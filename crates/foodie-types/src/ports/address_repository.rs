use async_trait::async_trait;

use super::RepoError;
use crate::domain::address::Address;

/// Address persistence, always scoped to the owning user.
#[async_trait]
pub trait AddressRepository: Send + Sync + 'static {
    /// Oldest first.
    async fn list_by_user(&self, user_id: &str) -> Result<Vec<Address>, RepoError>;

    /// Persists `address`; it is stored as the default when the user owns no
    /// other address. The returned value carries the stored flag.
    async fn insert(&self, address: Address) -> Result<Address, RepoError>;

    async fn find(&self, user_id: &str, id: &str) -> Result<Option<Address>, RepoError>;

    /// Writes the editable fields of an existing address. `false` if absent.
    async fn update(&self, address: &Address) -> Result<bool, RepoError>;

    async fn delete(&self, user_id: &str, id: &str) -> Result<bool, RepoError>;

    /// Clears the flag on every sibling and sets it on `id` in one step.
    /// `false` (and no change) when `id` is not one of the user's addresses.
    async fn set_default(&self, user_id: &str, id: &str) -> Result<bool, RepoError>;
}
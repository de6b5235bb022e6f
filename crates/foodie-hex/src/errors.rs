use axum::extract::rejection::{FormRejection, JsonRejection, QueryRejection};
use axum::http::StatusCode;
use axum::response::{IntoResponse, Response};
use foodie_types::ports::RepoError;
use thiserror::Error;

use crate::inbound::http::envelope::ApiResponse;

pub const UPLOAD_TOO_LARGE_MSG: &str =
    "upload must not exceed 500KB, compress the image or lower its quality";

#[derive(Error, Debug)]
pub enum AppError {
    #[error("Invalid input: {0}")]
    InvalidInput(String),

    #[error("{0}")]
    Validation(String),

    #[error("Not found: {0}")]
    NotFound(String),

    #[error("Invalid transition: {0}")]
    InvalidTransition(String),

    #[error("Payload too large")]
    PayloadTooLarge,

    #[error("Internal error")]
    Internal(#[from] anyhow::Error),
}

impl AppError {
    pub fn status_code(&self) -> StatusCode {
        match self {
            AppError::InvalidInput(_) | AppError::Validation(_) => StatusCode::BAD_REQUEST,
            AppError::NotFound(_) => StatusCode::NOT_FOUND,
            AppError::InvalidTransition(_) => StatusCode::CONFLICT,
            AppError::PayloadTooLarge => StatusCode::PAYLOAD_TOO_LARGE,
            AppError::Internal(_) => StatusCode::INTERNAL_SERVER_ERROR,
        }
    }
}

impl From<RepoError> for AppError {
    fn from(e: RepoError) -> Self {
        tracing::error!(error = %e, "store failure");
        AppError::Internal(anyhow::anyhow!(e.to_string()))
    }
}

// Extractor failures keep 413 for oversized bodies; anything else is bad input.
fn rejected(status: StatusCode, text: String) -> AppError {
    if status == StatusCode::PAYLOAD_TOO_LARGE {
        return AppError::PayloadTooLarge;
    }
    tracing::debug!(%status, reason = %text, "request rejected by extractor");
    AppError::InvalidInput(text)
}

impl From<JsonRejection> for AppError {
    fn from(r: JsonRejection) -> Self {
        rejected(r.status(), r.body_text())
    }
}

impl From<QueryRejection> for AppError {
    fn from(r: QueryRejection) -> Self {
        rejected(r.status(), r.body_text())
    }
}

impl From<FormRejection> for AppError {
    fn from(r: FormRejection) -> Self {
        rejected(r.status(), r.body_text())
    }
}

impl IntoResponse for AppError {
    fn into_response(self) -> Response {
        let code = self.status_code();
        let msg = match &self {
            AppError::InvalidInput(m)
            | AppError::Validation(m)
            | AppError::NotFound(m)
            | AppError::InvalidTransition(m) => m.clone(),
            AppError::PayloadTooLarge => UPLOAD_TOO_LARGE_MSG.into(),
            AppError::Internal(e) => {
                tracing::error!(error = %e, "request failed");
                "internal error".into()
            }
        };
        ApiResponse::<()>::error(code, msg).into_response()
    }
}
════
_Task instructions_
Looking back over the data above, restate word for word the lines that begin at the line with "use foodie_types::ports::RepoError;" and end at the line with "impl From<RepoError> for", inclusive.

_Result for this task_
use foodie_types::ports::RepoError;
use thiserror::Error;

use crate::inbound::http::envelope::ApiResponse;

pub const UPLOAD_TOO_LARGE_MSG: &str =
    "upload must not exceed 500KB, compress the image or lower its quality";

#[derive(Error, Debug)]
pub enum AppError {
    #[error("Invalid input: {0}")]
    InvalidInput(String),

    #[error("{0}")]
    Validation(String),

    #[error("Not found: {0}")]
    NotFound(String),

    #[error("Invalid transition: {0}")]
    InvalidTransition(String),

    #[error("Payload too large")]
    PayloadTooLarge,

    #[error("Internal error")]
    Internal(#[from] anyhow::Error),
}

impl AppError {
    pub fn status_code(&self) -> StatusCode {
        match self {
            AppError::InvalidInput(_) | AppError::Validation(_) => StatusCode::BAD_REQUEST,
            AppError::NotFound(_) => StatusCode::NOT_FOUND,
            AppError::InvalidTransition(_) => StatusCode::CONFLICT,
            AppError::PayloadTooLarge => StatusCode::PAYLOAD_TOO_LARGE,
            AppError::Internal(_) => StatusCode::INTERNAL_SERVER_ERROR,
        }
    }
}

impl From<RepoError> for AppError {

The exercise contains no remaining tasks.